DIRECTIONS -
Search the entries below for "PositionId" and copy each matching line.

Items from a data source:
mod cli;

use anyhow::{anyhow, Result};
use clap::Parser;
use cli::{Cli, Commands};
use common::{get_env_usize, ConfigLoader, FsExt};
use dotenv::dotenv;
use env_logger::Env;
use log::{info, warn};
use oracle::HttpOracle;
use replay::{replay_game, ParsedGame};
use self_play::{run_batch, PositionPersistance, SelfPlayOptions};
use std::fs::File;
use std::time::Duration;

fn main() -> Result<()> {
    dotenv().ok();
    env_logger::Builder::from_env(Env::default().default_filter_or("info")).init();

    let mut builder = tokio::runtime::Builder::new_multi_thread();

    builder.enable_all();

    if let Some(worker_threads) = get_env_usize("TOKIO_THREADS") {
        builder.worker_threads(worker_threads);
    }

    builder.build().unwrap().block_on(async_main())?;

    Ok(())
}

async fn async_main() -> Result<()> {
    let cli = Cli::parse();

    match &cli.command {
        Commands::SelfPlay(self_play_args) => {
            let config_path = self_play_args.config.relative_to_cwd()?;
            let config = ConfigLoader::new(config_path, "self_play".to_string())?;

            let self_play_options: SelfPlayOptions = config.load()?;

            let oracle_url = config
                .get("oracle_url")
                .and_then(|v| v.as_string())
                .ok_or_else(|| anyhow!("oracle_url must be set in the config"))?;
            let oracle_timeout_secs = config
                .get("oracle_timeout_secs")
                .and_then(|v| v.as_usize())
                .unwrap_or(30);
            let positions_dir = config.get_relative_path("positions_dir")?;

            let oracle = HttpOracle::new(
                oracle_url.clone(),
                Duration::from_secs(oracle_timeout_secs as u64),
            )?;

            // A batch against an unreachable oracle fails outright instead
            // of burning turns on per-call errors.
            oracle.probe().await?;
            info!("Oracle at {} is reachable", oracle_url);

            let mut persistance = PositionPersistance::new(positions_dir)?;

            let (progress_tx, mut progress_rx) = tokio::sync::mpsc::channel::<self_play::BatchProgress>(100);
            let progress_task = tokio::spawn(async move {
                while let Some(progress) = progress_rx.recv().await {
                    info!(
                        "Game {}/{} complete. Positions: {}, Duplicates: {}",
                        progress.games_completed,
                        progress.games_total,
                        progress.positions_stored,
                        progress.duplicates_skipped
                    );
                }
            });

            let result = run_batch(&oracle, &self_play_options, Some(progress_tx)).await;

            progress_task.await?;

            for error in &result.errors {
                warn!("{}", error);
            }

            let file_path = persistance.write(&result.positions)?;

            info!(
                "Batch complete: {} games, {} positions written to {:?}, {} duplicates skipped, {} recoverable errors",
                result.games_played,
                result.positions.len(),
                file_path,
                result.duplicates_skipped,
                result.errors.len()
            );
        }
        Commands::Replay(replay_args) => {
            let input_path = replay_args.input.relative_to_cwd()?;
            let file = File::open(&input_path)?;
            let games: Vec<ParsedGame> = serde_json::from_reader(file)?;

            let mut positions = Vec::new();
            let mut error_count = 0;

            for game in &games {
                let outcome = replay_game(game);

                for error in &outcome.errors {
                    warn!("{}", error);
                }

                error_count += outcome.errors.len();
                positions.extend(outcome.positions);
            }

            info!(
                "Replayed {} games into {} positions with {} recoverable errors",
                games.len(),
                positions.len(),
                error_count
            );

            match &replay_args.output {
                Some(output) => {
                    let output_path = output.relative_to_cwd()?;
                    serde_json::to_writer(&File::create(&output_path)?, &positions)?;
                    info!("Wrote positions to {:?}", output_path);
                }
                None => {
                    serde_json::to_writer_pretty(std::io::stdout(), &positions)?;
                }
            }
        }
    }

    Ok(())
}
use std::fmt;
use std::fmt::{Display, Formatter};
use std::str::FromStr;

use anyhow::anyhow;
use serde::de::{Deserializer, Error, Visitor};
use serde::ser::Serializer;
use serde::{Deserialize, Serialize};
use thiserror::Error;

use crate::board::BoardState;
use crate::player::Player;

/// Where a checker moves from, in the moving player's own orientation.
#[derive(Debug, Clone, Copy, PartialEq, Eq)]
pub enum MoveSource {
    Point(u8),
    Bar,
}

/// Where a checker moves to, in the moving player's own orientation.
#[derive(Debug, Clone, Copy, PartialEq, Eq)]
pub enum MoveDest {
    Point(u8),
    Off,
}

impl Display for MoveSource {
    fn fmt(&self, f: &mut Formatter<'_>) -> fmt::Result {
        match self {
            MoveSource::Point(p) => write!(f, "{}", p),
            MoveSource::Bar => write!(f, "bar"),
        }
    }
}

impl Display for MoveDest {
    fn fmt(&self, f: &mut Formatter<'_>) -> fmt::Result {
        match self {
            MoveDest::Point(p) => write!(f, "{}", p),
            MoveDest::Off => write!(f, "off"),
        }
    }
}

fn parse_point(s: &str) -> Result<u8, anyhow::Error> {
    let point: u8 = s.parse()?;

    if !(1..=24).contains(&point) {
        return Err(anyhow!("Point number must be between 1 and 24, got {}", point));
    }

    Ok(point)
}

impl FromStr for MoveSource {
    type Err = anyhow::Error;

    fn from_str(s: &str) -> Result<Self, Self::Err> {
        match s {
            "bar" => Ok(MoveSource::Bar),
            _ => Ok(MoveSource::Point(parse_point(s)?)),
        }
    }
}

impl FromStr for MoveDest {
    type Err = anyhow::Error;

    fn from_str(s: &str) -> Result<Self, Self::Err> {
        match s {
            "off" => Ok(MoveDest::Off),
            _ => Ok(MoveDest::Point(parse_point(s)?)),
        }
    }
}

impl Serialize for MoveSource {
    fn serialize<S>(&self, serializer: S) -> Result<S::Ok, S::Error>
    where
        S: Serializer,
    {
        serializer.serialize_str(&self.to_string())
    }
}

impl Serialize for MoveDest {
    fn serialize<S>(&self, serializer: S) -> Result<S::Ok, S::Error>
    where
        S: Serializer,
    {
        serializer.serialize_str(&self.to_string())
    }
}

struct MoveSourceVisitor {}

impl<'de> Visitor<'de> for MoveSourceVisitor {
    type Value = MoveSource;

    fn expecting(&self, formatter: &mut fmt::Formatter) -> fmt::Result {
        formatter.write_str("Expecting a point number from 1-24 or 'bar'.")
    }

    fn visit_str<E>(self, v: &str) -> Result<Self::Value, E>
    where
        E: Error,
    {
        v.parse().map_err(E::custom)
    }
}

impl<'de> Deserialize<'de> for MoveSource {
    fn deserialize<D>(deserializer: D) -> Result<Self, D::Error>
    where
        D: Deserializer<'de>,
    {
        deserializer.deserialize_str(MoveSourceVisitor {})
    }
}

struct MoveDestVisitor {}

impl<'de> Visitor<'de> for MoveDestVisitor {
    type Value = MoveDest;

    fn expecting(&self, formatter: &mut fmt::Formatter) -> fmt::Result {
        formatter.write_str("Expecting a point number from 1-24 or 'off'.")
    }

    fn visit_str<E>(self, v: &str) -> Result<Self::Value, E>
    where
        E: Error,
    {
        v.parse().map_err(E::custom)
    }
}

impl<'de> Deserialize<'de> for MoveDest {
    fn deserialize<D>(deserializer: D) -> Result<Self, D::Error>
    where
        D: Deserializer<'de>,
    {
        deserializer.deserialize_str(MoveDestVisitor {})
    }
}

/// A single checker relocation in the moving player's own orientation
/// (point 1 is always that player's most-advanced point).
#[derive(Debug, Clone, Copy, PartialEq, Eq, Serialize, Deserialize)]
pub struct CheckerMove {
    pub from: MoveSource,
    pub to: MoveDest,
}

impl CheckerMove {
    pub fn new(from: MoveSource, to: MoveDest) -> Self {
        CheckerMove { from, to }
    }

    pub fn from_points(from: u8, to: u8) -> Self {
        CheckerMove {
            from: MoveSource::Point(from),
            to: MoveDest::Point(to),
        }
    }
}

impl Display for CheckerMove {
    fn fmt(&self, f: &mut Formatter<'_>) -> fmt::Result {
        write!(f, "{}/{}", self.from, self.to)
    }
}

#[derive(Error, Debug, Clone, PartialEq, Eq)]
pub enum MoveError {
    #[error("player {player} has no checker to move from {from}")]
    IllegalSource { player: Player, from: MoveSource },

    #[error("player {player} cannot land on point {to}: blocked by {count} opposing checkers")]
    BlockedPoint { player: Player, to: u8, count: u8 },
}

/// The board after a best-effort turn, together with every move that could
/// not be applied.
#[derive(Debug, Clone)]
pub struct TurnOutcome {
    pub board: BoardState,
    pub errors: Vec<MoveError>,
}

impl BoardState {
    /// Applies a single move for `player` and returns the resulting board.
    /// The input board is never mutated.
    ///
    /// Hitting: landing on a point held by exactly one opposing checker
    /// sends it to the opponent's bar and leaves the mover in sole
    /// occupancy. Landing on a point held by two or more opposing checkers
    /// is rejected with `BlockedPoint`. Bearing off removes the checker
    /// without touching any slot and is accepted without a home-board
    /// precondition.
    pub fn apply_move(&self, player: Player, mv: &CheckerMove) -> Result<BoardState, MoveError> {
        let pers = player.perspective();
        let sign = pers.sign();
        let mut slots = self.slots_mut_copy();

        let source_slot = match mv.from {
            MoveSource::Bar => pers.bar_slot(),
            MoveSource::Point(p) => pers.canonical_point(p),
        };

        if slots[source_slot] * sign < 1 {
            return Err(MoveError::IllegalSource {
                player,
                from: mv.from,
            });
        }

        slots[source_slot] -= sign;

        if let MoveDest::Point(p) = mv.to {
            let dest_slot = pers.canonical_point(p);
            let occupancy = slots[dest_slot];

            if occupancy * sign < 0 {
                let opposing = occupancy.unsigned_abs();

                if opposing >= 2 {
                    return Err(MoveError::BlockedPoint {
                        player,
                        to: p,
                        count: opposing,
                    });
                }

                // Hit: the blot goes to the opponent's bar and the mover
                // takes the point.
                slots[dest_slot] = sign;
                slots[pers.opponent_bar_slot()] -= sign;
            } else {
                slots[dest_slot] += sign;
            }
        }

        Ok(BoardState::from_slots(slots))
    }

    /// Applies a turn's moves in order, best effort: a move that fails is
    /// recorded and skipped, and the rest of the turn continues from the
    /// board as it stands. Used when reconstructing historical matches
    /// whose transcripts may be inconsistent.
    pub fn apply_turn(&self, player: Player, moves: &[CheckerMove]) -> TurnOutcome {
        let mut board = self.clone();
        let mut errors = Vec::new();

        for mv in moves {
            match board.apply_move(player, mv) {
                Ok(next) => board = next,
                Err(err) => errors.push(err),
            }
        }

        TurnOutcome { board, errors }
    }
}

==

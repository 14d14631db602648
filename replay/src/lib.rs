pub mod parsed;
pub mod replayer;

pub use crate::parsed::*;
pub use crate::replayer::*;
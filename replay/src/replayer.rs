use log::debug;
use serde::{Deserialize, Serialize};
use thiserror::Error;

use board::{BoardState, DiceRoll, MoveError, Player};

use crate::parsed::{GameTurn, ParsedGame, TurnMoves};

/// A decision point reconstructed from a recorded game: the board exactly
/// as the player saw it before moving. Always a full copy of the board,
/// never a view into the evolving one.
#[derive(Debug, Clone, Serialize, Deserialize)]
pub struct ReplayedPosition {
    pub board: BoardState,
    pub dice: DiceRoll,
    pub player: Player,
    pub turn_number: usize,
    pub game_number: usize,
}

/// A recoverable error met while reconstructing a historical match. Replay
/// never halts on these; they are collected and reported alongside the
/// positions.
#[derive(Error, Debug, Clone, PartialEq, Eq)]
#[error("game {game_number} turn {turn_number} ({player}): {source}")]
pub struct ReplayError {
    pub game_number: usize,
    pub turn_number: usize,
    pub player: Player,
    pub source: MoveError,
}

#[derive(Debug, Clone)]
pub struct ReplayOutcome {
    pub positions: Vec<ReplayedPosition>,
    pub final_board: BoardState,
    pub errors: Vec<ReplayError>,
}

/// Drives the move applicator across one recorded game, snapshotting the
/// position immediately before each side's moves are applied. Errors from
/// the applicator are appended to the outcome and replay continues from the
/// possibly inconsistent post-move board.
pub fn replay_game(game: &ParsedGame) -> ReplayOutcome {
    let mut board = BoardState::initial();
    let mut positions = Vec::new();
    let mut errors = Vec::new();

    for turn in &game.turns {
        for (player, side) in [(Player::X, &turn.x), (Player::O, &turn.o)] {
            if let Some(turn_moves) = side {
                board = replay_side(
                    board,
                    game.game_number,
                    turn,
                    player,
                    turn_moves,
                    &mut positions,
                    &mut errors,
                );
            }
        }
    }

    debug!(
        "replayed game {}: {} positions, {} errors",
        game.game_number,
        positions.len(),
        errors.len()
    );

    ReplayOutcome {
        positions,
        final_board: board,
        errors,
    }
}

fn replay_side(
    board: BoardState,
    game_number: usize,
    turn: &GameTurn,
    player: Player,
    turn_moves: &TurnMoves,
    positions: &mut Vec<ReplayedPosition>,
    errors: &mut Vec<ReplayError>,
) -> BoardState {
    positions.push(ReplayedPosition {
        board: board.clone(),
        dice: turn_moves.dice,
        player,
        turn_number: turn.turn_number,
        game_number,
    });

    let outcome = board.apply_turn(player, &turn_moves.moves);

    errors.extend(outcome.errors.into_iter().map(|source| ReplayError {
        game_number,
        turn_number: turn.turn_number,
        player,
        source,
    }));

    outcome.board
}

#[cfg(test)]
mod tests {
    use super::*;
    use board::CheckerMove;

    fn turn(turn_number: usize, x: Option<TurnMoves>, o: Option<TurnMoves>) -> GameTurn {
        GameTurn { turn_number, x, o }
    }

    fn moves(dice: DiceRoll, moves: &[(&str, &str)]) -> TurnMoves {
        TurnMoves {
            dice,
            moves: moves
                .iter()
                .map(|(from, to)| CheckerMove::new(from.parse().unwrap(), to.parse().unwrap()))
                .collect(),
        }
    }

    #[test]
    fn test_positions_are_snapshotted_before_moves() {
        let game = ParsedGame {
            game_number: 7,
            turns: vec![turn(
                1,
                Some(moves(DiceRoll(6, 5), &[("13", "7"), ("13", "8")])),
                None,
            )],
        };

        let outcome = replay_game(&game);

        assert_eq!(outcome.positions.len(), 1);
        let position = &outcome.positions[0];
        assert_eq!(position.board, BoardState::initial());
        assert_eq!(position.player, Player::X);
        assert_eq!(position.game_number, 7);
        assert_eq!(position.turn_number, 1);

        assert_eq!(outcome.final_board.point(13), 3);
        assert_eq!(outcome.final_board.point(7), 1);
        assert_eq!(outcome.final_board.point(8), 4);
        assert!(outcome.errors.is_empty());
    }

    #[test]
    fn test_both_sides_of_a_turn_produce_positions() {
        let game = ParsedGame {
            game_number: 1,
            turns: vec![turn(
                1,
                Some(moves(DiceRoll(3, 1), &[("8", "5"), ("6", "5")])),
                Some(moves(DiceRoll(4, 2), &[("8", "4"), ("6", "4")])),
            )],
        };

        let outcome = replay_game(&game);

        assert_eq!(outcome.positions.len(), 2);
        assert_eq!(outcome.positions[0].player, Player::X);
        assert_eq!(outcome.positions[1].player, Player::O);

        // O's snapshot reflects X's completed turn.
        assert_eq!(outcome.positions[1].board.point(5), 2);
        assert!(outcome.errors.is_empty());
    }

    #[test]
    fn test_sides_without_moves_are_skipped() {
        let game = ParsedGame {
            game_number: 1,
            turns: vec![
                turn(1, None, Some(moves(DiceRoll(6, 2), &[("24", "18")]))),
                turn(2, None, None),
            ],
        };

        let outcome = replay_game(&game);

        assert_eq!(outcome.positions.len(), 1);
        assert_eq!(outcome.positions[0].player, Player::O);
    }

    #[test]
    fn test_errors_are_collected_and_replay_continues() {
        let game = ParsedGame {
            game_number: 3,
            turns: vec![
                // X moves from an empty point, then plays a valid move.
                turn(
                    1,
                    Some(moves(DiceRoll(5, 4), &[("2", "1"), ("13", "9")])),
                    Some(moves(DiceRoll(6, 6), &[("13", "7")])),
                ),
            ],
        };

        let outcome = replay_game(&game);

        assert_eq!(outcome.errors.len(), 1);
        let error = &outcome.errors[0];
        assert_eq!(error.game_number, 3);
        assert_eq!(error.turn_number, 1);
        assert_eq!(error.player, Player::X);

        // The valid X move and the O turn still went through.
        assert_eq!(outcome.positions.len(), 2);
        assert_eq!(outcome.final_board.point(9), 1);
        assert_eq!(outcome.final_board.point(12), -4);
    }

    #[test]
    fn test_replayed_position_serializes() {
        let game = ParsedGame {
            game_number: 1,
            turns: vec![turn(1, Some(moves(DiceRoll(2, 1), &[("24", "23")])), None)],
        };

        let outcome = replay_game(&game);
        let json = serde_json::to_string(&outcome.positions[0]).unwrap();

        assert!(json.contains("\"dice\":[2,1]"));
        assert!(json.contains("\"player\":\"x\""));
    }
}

...

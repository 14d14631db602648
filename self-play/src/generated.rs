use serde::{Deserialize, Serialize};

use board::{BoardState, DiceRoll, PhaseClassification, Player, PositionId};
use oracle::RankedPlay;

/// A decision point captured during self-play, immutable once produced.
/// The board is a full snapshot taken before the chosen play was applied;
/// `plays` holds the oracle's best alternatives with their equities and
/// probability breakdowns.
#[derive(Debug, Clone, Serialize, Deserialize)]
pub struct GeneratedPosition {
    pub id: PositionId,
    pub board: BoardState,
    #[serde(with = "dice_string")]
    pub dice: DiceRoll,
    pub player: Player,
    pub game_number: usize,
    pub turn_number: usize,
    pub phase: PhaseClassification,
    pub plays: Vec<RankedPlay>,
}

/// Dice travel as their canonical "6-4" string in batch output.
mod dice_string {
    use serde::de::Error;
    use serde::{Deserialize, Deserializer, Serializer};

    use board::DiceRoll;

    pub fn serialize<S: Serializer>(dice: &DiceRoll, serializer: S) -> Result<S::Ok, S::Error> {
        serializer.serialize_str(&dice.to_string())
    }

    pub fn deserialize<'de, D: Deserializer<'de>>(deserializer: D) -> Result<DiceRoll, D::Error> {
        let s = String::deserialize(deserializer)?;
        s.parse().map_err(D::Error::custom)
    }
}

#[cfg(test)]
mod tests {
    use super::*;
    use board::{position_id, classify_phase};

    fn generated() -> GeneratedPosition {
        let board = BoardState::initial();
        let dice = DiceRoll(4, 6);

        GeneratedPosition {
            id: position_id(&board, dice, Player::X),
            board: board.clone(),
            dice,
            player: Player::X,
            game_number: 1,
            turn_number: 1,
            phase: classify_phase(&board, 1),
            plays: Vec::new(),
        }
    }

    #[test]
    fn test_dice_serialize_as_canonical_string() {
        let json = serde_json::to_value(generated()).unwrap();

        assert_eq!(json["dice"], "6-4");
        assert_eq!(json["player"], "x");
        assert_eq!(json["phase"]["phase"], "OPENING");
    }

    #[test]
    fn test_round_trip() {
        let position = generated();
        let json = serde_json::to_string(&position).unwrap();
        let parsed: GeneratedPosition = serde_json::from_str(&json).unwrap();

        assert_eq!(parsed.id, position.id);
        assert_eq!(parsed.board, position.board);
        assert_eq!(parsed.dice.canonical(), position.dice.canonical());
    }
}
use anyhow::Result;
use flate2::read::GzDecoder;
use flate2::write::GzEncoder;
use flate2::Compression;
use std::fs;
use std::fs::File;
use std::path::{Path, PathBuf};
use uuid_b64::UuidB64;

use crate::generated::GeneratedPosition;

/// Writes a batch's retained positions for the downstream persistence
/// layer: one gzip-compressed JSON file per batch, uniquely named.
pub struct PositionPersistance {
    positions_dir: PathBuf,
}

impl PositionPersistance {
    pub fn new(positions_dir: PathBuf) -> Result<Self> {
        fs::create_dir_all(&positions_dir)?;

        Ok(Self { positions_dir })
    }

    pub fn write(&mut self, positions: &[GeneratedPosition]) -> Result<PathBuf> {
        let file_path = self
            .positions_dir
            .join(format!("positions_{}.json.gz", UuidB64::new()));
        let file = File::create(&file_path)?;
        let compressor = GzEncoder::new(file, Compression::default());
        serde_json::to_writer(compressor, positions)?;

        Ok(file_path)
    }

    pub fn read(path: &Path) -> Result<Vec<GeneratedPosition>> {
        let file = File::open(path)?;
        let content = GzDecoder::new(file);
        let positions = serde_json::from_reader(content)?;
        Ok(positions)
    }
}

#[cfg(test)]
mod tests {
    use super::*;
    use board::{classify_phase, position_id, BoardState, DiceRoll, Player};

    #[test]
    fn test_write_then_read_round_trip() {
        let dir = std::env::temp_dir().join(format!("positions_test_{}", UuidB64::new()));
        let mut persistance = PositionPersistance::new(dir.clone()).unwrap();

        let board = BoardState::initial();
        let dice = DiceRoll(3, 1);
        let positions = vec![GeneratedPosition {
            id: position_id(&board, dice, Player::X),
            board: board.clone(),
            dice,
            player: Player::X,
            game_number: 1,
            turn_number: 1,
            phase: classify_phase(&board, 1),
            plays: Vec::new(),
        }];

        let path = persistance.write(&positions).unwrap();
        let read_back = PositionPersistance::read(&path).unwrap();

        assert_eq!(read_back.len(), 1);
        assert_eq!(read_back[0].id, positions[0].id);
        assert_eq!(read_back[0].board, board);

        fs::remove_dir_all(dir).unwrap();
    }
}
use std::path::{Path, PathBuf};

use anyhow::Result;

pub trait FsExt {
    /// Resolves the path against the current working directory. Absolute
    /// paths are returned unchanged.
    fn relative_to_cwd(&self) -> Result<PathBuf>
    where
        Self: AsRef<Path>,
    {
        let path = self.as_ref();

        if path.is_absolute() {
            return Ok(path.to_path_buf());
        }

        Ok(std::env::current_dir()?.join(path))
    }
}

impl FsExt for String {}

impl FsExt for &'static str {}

OUTPUT FOR THIS TASK -
use board::{BoardState, DiceRoll, PhaseClassification, Player, PositionId};
    pub id: PositionId,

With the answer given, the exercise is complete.